* [Work required] After reading the data below, copy out every line that contains the word "ScheduleService".

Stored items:
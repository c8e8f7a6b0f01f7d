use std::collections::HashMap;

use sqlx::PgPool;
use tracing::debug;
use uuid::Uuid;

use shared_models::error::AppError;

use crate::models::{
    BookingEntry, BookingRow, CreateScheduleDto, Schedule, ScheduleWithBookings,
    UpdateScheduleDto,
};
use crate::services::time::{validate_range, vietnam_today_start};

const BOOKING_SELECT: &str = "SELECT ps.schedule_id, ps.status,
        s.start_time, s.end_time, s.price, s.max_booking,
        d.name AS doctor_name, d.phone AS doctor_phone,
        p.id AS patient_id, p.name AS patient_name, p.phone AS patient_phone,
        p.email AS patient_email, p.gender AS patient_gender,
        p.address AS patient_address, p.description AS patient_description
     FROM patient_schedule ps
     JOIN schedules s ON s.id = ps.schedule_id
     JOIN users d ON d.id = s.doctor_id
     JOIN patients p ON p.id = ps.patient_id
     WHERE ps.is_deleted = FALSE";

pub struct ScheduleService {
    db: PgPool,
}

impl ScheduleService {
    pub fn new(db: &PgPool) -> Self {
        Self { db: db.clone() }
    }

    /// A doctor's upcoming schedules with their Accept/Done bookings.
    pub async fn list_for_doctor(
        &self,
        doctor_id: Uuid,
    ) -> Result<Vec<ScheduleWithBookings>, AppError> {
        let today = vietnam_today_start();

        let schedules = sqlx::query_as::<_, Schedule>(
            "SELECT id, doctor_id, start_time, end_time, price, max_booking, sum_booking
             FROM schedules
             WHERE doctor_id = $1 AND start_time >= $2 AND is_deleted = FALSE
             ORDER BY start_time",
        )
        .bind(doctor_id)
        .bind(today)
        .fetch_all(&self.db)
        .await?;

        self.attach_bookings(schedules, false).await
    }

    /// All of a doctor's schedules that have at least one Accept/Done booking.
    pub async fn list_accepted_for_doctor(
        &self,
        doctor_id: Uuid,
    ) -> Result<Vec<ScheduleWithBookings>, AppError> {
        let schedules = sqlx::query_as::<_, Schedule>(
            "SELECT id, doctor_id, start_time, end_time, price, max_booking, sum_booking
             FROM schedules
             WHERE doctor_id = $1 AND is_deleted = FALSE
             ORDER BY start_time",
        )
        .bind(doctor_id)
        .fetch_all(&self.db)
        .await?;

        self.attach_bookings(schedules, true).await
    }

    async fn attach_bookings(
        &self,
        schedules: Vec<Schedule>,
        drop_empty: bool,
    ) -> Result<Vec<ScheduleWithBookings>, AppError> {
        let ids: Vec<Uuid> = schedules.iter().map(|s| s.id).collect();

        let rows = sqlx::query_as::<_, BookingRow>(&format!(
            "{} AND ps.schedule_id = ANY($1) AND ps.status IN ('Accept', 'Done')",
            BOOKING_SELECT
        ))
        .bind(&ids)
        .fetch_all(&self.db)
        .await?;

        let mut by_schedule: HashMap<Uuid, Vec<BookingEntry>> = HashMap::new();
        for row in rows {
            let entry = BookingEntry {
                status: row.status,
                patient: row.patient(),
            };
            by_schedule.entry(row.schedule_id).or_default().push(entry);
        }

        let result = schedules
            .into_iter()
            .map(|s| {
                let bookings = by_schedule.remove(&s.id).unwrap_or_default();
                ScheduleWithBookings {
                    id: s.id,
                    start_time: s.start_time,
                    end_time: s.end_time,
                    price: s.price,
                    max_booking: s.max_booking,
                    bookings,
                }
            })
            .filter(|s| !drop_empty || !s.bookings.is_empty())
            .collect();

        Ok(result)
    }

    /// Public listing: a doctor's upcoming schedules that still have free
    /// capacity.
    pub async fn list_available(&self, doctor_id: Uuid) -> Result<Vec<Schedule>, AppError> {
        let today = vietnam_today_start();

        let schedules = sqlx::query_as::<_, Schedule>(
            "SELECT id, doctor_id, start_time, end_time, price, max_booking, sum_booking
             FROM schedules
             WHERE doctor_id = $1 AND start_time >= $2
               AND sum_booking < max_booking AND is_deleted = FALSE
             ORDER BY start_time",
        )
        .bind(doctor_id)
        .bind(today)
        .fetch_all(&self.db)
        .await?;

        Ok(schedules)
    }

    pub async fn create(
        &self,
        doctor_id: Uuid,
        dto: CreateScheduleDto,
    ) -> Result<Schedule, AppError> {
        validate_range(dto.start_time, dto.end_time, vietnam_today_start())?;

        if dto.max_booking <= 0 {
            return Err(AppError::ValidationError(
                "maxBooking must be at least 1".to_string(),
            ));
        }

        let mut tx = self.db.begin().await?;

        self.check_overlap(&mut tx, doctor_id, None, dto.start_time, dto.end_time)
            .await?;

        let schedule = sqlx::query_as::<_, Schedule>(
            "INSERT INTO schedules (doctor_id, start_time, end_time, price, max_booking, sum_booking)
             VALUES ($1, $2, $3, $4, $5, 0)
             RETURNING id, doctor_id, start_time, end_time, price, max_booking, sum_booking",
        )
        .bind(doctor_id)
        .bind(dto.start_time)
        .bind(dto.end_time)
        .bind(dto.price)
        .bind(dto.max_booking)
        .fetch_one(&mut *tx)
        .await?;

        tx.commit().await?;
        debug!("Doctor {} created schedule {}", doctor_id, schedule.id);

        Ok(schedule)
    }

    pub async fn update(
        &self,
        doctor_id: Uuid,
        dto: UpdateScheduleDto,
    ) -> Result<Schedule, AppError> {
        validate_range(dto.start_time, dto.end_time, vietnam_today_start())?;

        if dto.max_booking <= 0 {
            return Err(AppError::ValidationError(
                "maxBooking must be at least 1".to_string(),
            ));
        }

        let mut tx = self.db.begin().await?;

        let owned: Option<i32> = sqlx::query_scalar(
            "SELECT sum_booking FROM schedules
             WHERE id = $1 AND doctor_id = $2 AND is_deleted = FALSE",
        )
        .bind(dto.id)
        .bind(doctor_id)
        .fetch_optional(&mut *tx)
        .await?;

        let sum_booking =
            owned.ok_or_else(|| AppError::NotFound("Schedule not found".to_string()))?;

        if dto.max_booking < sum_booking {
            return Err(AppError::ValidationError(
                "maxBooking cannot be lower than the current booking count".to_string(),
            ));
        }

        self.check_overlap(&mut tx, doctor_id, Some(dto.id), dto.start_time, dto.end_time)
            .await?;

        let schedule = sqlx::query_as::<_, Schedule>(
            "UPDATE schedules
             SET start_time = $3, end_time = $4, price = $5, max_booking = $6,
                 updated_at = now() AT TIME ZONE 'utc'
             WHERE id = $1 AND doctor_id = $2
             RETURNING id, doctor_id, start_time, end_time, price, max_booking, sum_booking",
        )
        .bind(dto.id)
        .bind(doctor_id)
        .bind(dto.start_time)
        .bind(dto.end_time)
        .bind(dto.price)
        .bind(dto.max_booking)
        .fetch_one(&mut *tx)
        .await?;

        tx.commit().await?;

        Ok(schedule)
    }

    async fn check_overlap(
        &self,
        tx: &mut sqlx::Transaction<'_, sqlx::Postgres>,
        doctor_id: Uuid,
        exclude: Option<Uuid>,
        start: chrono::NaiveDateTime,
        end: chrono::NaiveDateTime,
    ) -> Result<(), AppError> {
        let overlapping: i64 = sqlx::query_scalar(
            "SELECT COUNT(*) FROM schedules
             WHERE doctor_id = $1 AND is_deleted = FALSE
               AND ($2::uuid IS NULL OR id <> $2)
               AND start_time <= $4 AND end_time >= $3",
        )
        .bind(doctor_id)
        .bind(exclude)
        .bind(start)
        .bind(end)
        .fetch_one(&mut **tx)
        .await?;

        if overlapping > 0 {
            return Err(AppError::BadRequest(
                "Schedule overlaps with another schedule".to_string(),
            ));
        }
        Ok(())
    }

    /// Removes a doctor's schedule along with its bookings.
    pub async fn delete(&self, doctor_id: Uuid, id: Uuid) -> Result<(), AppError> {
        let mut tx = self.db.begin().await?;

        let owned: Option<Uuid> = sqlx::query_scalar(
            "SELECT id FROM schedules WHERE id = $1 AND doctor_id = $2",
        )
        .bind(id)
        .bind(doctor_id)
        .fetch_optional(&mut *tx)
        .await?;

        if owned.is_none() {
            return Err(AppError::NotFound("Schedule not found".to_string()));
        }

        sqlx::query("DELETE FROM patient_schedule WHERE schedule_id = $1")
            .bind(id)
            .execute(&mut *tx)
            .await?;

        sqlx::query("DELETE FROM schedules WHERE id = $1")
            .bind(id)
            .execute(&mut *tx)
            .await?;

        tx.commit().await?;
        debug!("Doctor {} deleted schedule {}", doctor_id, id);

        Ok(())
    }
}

* [Answer to the exercise]
pub struct ScheduleService {
impl ScheduleService {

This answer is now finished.